• **WHAT TO DO**:
Top to bottom, output the entries that follow exactly.
-------- INFORMATION SUPPLIED --------
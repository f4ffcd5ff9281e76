//! Registration Module
//!
//! The record the form collects, the names of its inputs, and the user
//! record the backend answers with once a registration is accepted.

use std::fmt;

use chrono::NaiveDateTime;
use derive_more::Display;
use serde_derive::{Deserialize, Serialize};
use serde_json::Value;

use crate::{constants, models::address::Address};

pub mod validators;

/// Named inputs of the registration form. `Display` yields the input name,
/// which is also the JSON key the backend expects.
#[derive(Debug, Display, Clone, Copy, PartialEq, Eq, Hash, PartialOrd, Ord)]
pub enum Field {
    #[display(fmt = "nome")]
    FirstName,
    #[display(fmt = "sobrenome")]
    LastName,
    #[display(fmt = "email")]
    Email,
    #[display(fmt = "senha")]
    Password,
    #[display(fmt = "cep")]
    PostalCode,
    #[display(fmt = "rua")]
    Street,
    #[display(fmt = "numero")]
    Number,
    #[display(fmt = "complemento")]
    Complement,
    #[display(fmt = "bairro")]
    Neighborhood,
    #[display(fmt = "cidade")]
    City,
    #[display(fmt = "estado")]
    State,
}

impl Field {
    pub const ALL: [Field; 11] = [
        Field::FirstName,
        Field::LastName,
        Field::Email,
        Field::Password,
        Field::PostalCode,
        Field::Street,
        Field::Number,
        Field::Complement,
        Field::Neighborhood,
        Field::City,
        Field::State,
    ];

    /// Fields filled in by a postal code lookup.
    pub const ADDRESS: [Field; 4] = [
        Field::Street,
        Field::Neighborhood,
        Field::City,
        Field::State,
    ];

    pub fn from_name(name: &str) -> Option<Field> {
        Field::ALL
            .into_iter()
            .find(|field| field.to_string() == name)
    }

    pub fn is_optional(self) -> bool {
        self == Field::Complement
    }
}

#[derive(Clone, Default, PartialEq, Eq, Serialize, Deserialize)]
pub struct RegistrationForm {
    #[serde(rename = "nome")]
    pub first_name: String,
    #[serde(rename = "sobrenome")]
    pub last_name: String,
    pub email: String,
    #[serde(rename = "senha")]
    pub password: String,
    #[serde(rename = "cep")]
    pub postal_code: String,
    #[serde(rename = "rua")]
    pub street: String,
    #[serde(rename = "numero")]
    pub number: String,
    #[serde(rename = "complemento")]
    pub complement: String,
    #[serde(rename = "bairro")]
    pub neighborhood: String,
    #[serde(rename = "cidade")]
    pub city: String,
    #[serde(rename = "estado")]
    pub state: String,
}

impl RegistrationForm {
    pub fn get(&self, field: Field) -> &str {
        match field {
            Field::FirstName => &self.first_name,
            Field::LastName => &self.last_name,
            Field::Email => &self.email,
            Field::Password => &self.password,
            Field::PostalCode => &self.postal_code,
            Field::Street => &self.street,
            Field::Number => &self.number,
            Field::Complement => &self.complement,
            Field::Neighborhood => &self.neighborhood,
            Field::City => &self.city,
            Field::State => &self.state,
        }
    }

    fn slot(&mut self, field: Field) -> &mut String {
        match field {
            Field::FirstName => &mut self.first_name,
            Field::LastName => &mut self.last_name,
            Field::Email => &mut self.email,
            Field::Password => &mut self.password,
            Field::PostalCode => &mut self.postal_code,
            Field::Street => &mut self.street,
            Field::Number => &mut self.number,
            Field::Complement => &mut self.complement,
            Field::Neighborhood => &mut self.neighborhood,
            Field::City => &mut self.city,
            Field::State => &mut self.state,
        }
    }

    pub fn set(&mut self, field: Field, value: impl Into<String>) {
        *self.slot(field) = value.into();
    }

    pub fn clear(&mut self) {
        *self = RegistrationForm::default();
    }

    pub fn apply_address(&mut self, address: &Address) {
        self.street = address.street.clone();
        self.neighborhood = address.neighborhood.clone();
        self.city = address.city.clone();
        self.state = address.state.clone();
    }

    pub fn clear_address(&mut self) {
        for field in Field::ADDRESS {
            self.slot(field).clear();
        }
    }
}

// Keeps the password out of logs.
impl fmt::Debug for RegistrationForm {
    fn fmt(&self, f: &mut fmt::Formatter<'_>) -> fmt::Result {
        f.debug_struct("RegistrationForm")
            .field("first_name", &self.first_name)
            .field("last_name", &self.last_name)
            .field("email", &self.email)
            .field("password", &"********")
            .field("postal_code", &self.postal_code)
            .field("street", &self.street)
            .field("number", &self.number)
            .field("complement", &self.complement)
            .field("neighborhood", &self.neighborhood)
            .field("city", &self.city)
            .field("state", &self.state)
            .finish()
    }
}

/// A form that passed every field rule. Only the registration validator
/// hands these out, so holding one proves the submission precondition.
#[derive(Debug, Clone, PartialEq, Eq, Serialize)]
#[serde(transparent)]
pub struct ValidatedForm(RegistrationForm);

impl ValidatedForm {
    pub(crate) fn new(form: RegistrationForm) -> Self {
        ValidatedForm(form)
    }

    pub fn form(&self) -> &RegistrationForm {
        &self.0
    }

    pub fn into_inner(self) -> RegistrationForm {
        self.0
    }
}

/// User record returned by `POST /usuarios`.
#[derive(Debug, Clone, PartialEq, Deserialize)]
pub struct RegisteredUser {
    pub id: i64,
    #[serde(default, rename = "nome")]
    pub first_name: Option<String>,
    #[serde(default, rename = "sobrenome")]
    pub last_name: Option<String>,
    #[serde(default)]
    pub email: Option<String>,
    #[serde(default, rename = "cep")]
    pub postal_code: Option<String>,
    #[serde(default, rename = "rua")]
    pub street: Option<String>,
    #[serde(default, rename = "numero")]
    pub number: Option<String>,
    #[serde(default, rename = "complemento")]
    pub complement: Option<String>,
    #[serde(default, rename = "bairro")]
    pub neighborhood: Option<String>,
    #[serde(default, rename = "cidade")]
    pub city: Option<String>,
    #[serde(default, rename = "estado")]
    pub state: Option<String>,
    #[serde(default, rename = "dataCriacao")]
    created_at: Option<Value>,
}

impl RegisteredUser {
    pub fn success_message(&self) -> String {
        format!("{}{}", constants::MESSAGE_REGISTRATION_SUCCESS, self.id)
    }

    pub fn full_name(&self) -> String {
        [self.first_name.as_deref(), self.last_name.as_deref()]
            .into_iter()
            .flatten()
            .filter(|part| !part.is_empty())
            .collect::<Vec<_>>()
            .join(" ")
    }

    /// `rua, numero[ - complemento] - bairro - cidade/estado - cep`
    pub fn full_address(&self) -> String {
        let part = |value: &Option<String>| value.as_deref().unwrap_or_default().to_string();

        let mut address = format!("{}, {}", part(&self.street), part(&self.number));
        if let Some(complement) = self.complement.as_deref().filter(|c| !c.is_empty()) {
            address.push_str(" - ");
            address.push_str(complement);
        }
        address.push_str(&format!(
            " - {} - {}/{} - {}",
            part(&self.neighborhood),
            part(&self.city),
            part(&self.state),
            part(&self.postal_code)
        ));
        address
    }

    /// Creation timestamp, accepting both ISO strings and the
    /// `[year, month, day, hour, minute, second, nanos]` array form.
    pub fn created_at(&self) -> Option<NaiveDateTime> {
        match self.created_at.as_ref()? {
            Value::String(raw) => NaiveDateTime::parse_from_str(raw, "%Y-%m-%dT%H:%M:%S%.f").ok(),
            Value::Array(parts) => {
                let nums: Vec<u32> = parts
                    .iter()
                    .map(|part| part.as_u64().and_then(|n| u32::try_from(n).ok()))
                    .collect::<Option<_>>()?;
                let (year, rest) = nums.split_first()?;
                let date = chrono::NaiveDate::from_ymd_opt(
                    i32::try_from(*year).ok()?,
                    *rest.first()?,
                    *rest.get(1)?,
                )?;
                date.and_hms_nano_opt(
                    rest.get(2).copied().unwrap_or(0),
                    rest.get(3).copied().unwrap_or(0),
                    rest.get(4).copied().unwrap_or(0),
                    rest.get(5).copied().unwrap_or(0),
                )
            }
            _ => None,
        }
    }
}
--------
• **SOLVED EXERCISE**:
repository f4ffcd5ff9281e76
//! Registration Module
//!
//! The record the form collects, the names of its inputs, and the user
//! record the backend answers with once a registration is accepted.

use std::fmt;

use chrono::NaiveDateTime;
use derive_more::Display;
use serde_derive::{Deserialize, Serialize};
use serde_json::Value;

use crate::{constants, models::address::Address};

pub mod validators;

/// Named inputs of the registration form. `Display` yields the input name,
/// which is also the JSON key the backend expects.
#[derive(Debug, Display, Clone, Copy, PartialEq, Eq, Hash, PartialOrd, Ord)]
pub enum Field {
    #[display(fmt = "nome")]
    FirstName,
    #[display(fmt = "sobrenome")]
    LastName,
    #[display(fmt = "email")]
    Email,
    #[display(fmt = "senha")]
    Password,
    #[display(fmt = "cep")]
    PostalCode,
    #[display(fmt = "rua")]
    Street,
    #[display(fmt = "numero")]
    Number,
    #[display(fmt = "complemento")]
    Complement,
    #[display(fmt = "bairro")]
    Neighborhood,
    #[display(fmt = "cidade")]
    City,
    #[display(fmt = "estado")]
    State,
}

impl Field {
    pub const ALL: [Field; 11] = [
        Field::FirstName,
        Field::LastName,
        Field::Email,
        Field::Password,
        Field::PostalCode,
        Field::Street,
        Field::Number,
        Field::Complement,
        Field::Neighborhood,
        Field::City,
        Field::State,
    ];

    /// Fields filled in by a postal code lookup.
    pub const ADDRESS: [Field; 4] = [
        Field::Street,
        Field::Neighborhood,
        Field::City,
        Field::State,
    ];

    pub fn from_name(name: &str) -> Option<Field> {
        Field::ALL
            .into_iter()
            .find(|field| field.to_string() == name)
    }

    pub fn is_optional(self) -> bool {
        self == Field::Complement
    }
}

#[derive(Clone, Default, PartialEq, Eq, Serialize, Deserialize)]
pub struct RegistrationForm {
    #[serde(rename = "nome")]
    pub first_name: String,
    #[serde(rename = "sobrenome")]
    pub last_name: String,
    pub email: String,
    #[serde(rename = "senha")]
    pub password: String,
    #[serde(rename = "cep")]
    pub postal_code: String,
    #[serde(rename = "rua")]
    pub street: String,
    #[serde(rename = "numero")]
    pub number: String,
    #[serde(rename = "complemento")]
    pub complement: String,
    #[serde(rename = "bairro")]
    pub neighborhood: String,
    #[serde(rename = "cidade")]
    pub city: String,
    #[serde(rename = "estado")]
    pub state: String,
}

impl RegistrationForm {
    pub fn get(&self, field: Field) -> &str {
        match field {
            Field::FirstName => &self.first_name,
            Field::LastName => &self.last_name,
            Field::Email => &self.email,
            Field::Password => &self.password,
            Field::PostalCode => &self.postal_code,
            Field::Street => &self.street,
            Field::Number => &self.number,
            Field::Complement => &self.complement,
            Field::Neighborhood => &self.neighborhood,
            Field::City => &self.city,
            Field::State => &self.state,
        }
    }

    fn slot(&mut self, field: Field) -> &mut String {
        match field {
            Field::FirstName => &mut self.first_name,
            Field::LastName => &mut self.last_name,
            Field::Email => &mut self.email,
            Field::Password => &mut self.password,
            Field::PostalCode => &mut self.postal_code,
            Field::Street => &mut self.street,
            Field::Number => &mut self.number,
            Field::Complement => &mut self.complement,
            Field::Neighborhood => &mut self.neighborhood,
            Field::City => &mut self.city,
            Field::State => &mut self.state,
        }
    }

    pub fn set(&mut self, field: Field, value: impl Into<String>) {
        *self.slot(field) = value.into();
    }

    pub fn clear(&mut self) {
        *self = RegistrationForm::default();
    }

    pub fn apply_address(&mut self, address: &Address) {
        self.street = address.street.clone();
        self.neighborhood = address.neighborhood.clone();
        self.city = address.city.clone();
        self.state = address.state.clone();
    }

    pub fn clear_address(&mut self) {
        for field in Field::ADDRESS {
            self.slot(field).clear();
        }
    }
}

// Keeps the password out of logs.
impl fmt::Debug for RegistrationForm {
    fn fmt(&self, f: &mut fmt::Formatter<'_>) -> fmt::Result {
        f.debug_struct("RegistrationForm")
            .field("first_name", &self.first_name)
            .field("last_name", &self.last_name)
            .field("email", &self.email)
            .field("password", &"********")
            .field("postal_code", &self.postal_code)
            .field("street", &self.street)
            .field("number", &self.number)
            .field("complement", &self.complement)
            .field("neighborhood", &self.neighborhood)
            .field("city", &self.city)
            .field("state", &self.state)
            .finish()
    }
}

/// A form that passed every field rule. Only the registration validator
/// hands these out, so holding one proves the submission precondition.
#[derive(Debug, Clone, PartialEq, Eq, Serialize)]
#[serde(transparent)]
pub struct ValidatedForm(RegistrationForm);

impl ValidatedForm {
    pub(crate) fn new(form: RegistrationForm) -> Self {
        ValidatedForm(form)
    }

    pub fn form(&self) -> &RegistrationForm {
        &self.0
    }

    pub fn into_inner(self) -> RegistrationForm {
        self.0
    }
}

/// User record returned by `POST /usuarios`.
#[derive(Debug, Clone, PartialEq, Deserialize)]
pub struct RegisteredUser {
    pub id: i64,
    #[serde(default, rename = "nome")]
    pub first_name: Option<String>,
    #[serde(default, rename = "sobrenome")]
    pub last_name: Option<String>,
    #[serde(default)]
    pub email: Option<String>,
    #[serde(default, rename = "cep")]
    pub postal_code: Option<String>,
    #[serde(default, rename = "rua")]
    pub street: Option<String>,
    #[serde(default, rename = "numero")]
    pub number: Option<String>,
    #[serde(default, rename = "complemento")]
    pub complement: Option<String>,
    #[serde(default, rename = "bairro")]
    pub neighborhood: Option<String>,
    #[serde(default, rename = "cidade")]
    pub city: Option<String>,
    #[serde(default, rename = "estado")]
    pub state: Option<String>,
    #[serde(default, rename = "dataCriacao")]
    created_at: Option<Value>,
}

impl RegisteredUser {
    pub fn success_message(&self) -> String {
        format!("{}{}", constants::MESSAGE_REGISTRATION_SUCCESS, self.id)
    }

    pub fn full_name(&self) -> String {
        [self.first_name.as_deref(), self.last_name.as_deref()]
            .into_iter()
            .flatten()
            .filter(|part| !part.is_empty())
            .collect::<Vec<_>>()
            .join(" ")
    }

    /// `rua, numero[ - complemento] - bairro - cidade/estado - cep`
    pub fn full_address(&self) -> String {
        let part = |value: &Option<String>| value.as_deref().unwrap_or_default().to_string();

        let mut address = format!("{}, {}", part(&self.street), part(&self.number));
        if let Some(complement) = self.complement.as_deref().filter(|c| !c.is_empty()) {
            address.push_str(" - ");
            address.push_str(complement);
        }
        address.push_str(&format!(
            " - {} - {}/{} - {}",
            part(&self.neighborhood),
            part(&self.city),
            part(&self.state),
            part(&self.postal_code)
        ));
        address
    }

    /// Creation timestamp, accepting both ISO strings and the
    /// `[year, month, day, hour, minute, second, nanos]` array form.
    pub fn created_at(&self) -> Option<NaiveDateTime> {
        match self.created_at.as_ref()? {
            Value::String(raw) => NaiveDateTime::parse_from_str(raw, "%Y-%m-%dT%H:%M:%S%.f").ok(),
            Value::Array(parts) => {
                let nums: Vec<u32> = parts
                    .iter()
                    .map(|part| part.as_u64().and_then(|n| u32::try_from(n).ok()))
                    .collect::<Option<_>>()?;
                let (year, rest) = nums.split_first()?;
                let date = chrono::NaiveDate::from_ymd_opt(
                    i32::try_from(*year).ok()?,
                    *rest.first()?,
                    *rest.get(1)?,
                )?;
                date.and_hms_nano_opt(
                    rest.get(2).copied().unwrap_or(0),
                    rest.get(3).copied().unwrap_or(0),
                    rest.get(4).copied().unwrap_or(0),
                    rest.get(5).copied().unwrap_or(0),
                )
            }
            _ => None,
        }
    }
}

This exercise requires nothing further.